**PROBLEM:**
Would you repeat exactly the part of the listing below that runs from the line containing "pub fn parse_role(value: &str)" down to the line containing "repository 1fa1a3bfb938a65a", inclusive, and nothing else?
+ + + + + + +
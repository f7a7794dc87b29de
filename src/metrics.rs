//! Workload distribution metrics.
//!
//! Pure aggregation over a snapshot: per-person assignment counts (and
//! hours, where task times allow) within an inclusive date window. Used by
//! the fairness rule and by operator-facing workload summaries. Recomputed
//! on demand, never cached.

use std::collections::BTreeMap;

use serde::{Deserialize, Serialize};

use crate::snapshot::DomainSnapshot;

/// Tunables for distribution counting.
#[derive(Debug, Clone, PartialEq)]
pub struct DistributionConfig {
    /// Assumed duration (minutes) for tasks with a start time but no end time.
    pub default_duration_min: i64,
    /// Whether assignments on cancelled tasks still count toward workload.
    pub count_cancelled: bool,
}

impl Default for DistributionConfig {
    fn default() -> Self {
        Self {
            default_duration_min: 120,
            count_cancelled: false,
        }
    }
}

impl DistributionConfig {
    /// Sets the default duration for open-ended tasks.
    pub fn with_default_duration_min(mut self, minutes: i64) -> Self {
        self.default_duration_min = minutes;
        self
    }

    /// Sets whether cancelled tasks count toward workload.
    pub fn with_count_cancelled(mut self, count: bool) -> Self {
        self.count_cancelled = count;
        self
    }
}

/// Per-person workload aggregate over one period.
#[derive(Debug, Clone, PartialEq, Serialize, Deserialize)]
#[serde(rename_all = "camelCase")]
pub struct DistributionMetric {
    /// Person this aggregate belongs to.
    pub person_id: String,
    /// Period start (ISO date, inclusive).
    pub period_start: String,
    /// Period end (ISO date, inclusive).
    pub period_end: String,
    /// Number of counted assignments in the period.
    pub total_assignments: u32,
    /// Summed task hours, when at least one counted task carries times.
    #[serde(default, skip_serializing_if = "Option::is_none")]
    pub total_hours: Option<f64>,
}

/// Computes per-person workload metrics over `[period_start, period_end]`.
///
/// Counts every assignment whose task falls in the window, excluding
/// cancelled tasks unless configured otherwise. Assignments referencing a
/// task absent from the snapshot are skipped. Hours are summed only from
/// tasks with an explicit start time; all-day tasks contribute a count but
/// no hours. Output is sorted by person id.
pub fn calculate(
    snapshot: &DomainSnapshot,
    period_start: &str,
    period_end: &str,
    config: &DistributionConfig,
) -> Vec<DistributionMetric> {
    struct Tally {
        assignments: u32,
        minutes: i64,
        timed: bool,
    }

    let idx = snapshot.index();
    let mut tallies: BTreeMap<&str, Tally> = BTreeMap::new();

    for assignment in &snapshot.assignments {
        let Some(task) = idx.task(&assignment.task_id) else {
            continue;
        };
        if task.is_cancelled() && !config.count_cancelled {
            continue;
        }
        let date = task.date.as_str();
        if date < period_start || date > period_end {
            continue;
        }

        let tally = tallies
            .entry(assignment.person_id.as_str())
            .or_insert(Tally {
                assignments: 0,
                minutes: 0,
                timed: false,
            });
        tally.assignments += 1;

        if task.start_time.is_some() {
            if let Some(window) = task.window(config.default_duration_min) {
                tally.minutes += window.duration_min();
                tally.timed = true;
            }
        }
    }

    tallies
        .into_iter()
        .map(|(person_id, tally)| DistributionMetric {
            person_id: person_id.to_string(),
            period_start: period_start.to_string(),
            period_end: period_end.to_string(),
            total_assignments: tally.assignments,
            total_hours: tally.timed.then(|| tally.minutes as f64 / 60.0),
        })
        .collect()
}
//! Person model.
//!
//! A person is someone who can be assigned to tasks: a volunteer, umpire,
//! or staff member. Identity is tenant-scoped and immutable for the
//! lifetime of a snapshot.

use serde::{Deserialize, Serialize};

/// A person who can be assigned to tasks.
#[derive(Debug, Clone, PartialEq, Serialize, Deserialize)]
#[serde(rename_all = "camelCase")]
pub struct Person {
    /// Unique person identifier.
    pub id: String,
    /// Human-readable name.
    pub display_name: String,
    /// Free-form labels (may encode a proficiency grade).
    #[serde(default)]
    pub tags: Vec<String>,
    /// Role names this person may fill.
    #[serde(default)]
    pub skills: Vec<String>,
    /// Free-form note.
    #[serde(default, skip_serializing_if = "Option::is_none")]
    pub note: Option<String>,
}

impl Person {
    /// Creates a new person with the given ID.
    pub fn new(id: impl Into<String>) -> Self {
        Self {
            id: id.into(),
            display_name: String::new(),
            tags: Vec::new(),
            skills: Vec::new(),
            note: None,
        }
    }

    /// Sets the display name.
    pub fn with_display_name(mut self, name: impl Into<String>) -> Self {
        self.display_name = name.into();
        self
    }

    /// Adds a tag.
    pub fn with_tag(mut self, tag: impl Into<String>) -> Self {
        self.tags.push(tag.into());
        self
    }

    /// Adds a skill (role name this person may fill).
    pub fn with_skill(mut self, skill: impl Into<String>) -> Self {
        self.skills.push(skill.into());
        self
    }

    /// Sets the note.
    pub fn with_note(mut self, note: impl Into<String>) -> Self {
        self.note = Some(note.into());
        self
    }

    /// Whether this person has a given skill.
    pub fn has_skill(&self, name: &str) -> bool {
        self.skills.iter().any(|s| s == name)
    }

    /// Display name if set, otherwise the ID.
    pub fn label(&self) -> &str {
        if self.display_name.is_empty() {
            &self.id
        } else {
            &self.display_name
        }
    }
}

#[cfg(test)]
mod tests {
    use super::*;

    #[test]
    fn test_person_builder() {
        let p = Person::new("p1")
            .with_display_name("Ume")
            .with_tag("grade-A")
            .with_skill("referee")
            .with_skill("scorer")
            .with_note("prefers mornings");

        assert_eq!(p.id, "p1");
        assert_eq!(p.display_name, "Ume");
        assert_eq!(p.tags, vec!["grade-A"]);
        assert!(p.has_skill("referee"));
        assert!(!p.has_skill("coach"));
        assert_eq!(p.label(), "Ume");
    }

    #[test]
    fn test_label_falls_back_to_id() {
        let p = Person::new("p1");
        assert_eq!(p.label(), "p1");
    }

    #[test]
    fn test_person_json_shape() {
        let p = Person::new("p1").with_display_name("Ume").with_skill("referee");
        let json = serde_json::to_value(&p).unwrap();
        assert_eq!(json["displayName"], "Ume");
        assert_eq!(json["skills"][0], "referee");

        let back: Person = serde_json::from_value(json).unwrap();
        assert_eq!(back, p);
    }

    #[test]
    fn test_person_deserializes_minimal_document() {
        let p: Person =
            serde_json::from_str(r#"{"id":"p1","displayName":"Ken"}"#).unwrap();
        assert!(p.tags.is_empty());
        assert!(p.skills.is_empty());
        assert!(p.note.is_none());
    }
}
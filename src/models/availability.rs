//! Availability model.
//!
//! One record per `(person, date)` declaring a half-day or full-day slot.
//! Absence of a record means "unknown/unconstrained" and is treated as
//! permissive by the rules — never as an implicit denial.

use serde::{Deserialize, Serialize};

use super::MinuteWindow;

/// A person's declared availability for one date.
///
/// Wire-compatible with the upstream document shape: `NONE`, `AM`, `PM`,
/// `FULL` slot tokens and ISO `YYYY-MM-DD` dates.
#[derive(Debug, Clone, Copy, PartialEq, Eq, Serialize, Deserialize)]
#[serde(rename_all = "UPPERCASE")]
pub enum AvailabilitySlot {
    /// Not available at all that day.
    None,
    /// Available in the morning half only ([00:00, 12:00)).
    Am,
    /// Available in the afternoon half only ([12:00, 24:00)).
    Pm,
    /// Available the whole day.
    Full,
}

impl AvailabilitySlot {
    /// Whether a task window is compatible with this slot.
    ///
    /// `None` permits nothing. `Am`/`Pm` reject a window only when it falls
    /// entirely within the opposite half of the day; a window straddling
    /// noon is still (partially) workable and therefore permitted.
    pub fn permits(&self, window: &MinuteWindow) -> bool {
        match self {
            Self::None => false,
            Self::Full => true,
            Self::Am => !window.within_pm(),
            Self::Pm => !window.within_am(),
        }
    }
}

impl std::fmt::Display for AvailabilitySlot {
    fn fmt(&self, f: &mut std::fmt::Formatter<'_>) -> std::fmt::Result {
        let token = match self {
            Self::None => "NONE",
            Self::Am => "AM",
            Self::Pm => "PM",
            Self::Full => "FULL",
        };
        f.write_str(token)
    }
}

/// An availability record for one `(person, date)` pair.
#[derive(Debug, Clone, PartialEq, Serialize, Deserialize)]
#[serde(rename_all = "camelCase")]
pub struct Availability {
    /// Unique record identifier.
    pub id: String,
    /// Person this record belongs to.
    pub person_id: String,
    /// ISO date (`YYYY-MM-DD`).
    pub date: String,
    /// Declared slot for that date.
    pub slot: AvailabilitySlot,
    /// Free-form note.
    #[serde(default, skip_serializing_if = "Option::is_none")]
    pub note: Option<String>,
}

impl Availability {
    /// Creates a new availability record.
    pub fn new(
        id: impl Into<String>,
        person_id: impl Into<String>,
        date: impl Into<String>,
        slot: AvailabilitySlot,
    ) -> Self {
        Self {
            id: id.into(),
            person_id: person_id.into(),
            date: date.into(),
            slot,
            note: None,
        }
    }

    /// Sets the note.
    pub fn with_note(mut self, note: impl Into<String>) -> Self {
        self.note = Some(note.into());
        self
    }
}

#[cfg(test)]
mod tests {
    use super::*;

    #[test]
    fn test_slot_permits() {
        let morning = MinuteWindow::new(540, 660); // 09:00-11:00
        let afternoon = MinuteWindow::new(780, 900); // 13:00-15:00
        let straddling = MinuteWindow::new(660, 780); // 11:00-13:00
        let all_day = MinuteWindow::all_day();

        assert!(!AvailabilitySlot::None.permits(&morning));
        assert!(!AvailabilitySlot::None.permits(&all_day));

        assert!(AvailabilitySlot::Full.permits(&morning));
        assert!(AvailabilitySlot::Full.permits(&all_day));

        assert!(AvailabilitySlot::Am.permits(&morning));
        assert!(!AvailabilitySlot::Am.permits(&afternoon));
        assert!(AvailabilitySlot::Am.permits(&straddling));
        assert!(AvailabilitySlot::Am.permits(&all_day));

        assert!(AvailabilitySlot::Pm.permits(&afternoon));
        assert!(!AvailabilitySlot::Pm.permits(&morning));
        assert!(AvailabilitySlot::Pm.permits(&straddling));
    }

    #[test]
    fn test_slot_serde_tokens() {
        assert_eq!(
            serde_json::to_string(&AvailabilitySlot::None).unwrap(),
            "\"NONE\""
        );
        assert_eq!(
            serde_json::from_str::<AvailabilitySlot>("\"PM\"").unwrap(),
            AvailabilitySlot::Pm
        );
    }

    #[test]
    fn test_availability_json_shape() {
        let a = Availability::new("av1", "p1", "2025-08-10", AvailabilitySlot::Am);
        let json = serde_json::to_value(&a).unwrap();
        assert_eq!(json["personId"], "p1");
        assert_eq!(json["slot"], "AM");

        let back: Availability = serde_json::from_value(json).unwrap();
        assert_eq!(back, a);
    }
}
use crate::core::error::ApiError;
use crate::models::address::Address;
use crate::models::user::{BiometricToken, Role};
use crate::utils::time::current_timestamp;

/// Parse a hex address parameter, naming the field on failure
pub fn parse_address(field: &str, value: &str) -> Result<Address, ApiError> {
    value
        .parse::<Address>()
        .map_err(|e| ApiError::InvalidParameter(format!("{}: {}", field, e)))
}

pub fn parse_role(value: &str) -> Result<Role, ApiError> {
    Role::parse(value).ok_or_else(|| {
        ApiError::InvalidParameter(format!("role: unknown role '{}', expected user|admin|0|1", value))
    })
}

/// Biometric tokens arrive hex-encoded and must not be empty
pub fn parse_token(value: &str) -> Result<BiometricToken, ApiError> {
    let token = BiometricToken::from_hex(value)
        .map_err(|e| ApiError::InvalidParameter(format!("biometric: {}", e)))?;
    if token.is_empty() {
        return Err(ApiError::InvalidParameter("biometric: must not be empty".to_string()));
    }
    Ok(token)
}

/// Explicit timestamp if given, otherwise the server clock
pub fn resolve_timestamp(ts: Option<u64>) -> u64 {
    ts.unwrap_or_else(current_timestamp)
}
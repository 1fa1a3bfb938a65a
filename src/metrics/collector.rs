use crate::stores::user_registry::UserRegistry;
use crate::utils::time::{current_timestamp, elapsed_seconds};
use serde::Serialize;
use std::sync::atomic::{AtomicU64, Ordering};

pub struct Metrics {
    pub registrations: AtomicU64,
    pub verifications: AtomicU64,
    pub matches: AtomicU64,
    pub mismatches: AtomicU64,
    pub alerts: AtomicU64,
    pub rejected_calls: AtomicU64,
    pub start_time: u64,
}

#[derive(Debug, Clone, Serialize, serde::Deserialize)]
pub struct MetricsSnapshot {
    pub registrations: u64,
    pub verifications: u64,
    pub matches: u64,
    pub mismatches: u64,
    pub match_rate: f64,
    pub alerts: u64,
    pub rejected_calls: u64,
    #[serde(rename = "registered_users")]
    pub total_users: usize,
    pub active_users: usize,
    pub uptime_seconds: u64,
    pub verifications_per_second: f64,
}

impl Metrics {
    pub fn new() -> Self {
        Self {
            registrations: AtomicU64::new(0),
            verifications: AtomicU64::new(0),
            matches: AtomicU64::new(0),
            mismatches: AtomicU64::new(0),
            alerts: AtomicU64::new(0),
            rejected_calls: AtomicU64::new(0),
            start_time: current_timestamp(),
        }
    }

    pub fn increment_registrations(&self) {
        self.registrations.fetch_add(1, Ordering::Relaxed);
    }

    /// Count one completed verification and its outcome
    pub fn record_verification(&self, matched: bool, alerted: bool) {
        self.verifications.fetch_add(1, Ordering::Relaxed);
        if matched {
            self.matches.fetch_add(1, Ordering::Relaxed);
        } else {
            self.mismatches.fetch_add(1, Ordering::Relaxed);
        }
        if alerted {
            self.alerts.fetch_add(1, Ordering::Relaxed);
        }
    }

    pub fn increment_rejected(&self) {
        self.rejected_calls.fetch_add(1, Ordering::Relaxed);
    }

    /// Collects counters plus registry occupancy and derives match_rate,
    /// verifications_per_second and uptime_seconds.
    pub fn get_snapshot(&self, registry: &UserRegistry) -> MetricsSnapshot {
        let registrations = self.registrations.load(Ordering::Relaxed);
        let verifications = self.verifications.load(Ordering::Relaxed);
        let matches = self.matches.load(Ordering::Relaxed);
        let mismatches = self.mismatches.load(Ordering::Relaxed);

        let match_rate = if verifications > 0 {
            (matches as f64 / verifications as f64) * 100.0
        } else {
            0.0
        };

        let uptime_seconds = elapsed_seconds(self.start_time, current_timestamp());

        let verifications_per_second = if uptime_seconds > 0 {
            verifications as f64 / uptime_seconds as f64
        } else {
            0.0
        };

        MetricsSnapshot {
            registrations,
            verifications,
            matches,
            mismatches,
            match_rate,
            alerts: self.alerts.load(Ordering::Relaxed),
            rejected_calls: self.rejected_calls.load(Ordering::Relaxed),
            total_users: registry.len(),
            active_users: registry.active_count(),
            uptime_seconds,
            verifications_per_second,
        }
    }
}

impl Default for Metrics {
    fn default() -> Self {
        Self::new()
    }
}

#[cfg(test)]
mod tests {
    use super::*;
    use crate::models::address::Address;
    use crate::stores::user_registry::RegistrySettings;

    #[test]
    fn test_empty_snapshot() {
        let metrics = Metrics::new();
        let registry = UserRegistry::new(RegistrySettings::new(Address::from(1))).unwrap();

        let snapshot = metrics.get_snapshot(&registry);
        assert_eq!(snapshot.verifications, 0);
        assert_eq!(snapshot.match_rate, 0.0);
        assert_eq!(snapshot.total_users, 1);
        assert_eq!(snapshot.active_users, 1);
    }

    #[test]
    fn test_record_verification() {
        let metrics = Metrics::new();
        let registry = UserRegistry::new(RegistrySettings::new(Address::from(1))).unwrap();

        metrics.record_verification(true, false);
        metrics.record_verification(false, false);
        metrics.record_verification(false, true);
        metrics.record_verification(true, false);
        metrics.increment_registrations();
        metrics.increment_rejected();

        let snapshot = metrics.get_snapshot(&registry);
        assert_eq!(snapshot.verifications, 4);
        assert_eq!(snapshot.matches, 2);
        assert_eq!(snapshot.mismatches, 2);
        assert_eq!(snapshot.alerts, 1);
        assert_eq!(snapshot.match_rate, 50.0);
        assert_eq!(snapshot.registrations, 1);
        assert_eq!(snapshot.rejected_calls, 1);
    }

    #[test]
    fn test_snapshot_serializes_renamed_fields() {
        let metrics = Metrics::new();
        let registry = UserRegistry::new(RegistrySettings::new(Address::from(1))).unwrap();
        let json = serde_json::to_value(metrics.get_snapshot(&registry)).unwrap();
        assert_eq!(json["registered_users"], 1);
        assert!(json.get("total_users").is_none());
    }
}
+ + + + + + +
**RESPONSE TO THIS EXERCISE:**
pub fn parse_role(value: &str) -> Result<Role, ApiError> {
    Role::parse(value).ok_or_else(|| {
        ApiError::InvalidParameter(format!("role: unknown role '{}', expected user|admin|0|1", value))
    })
}

/// Biometric tokens arrive hex-encoded and must not be empty
pub fn parse_token(value: &str) -> Result<BiometricToken, ApiError> {
    let token = BiometricToken::from_hex(value)
        .map_err(|e| ApiError::InvalidParameter(format!("biometric: {}", e)))?;
    if token.is_empty() {
        return Err(ApiError::InvalidParameter("biometric: must not be empty".to_string()));
    }
    Ok(token)
}

/// Explicit timestamp if given, otherwise the server clock
pub fn resolve_timestamp(ts: Option<u64>) -> u64 {
    ts.unwrap_or_else(current_timestamp)
}
repository 1fa1a3bfb938a65a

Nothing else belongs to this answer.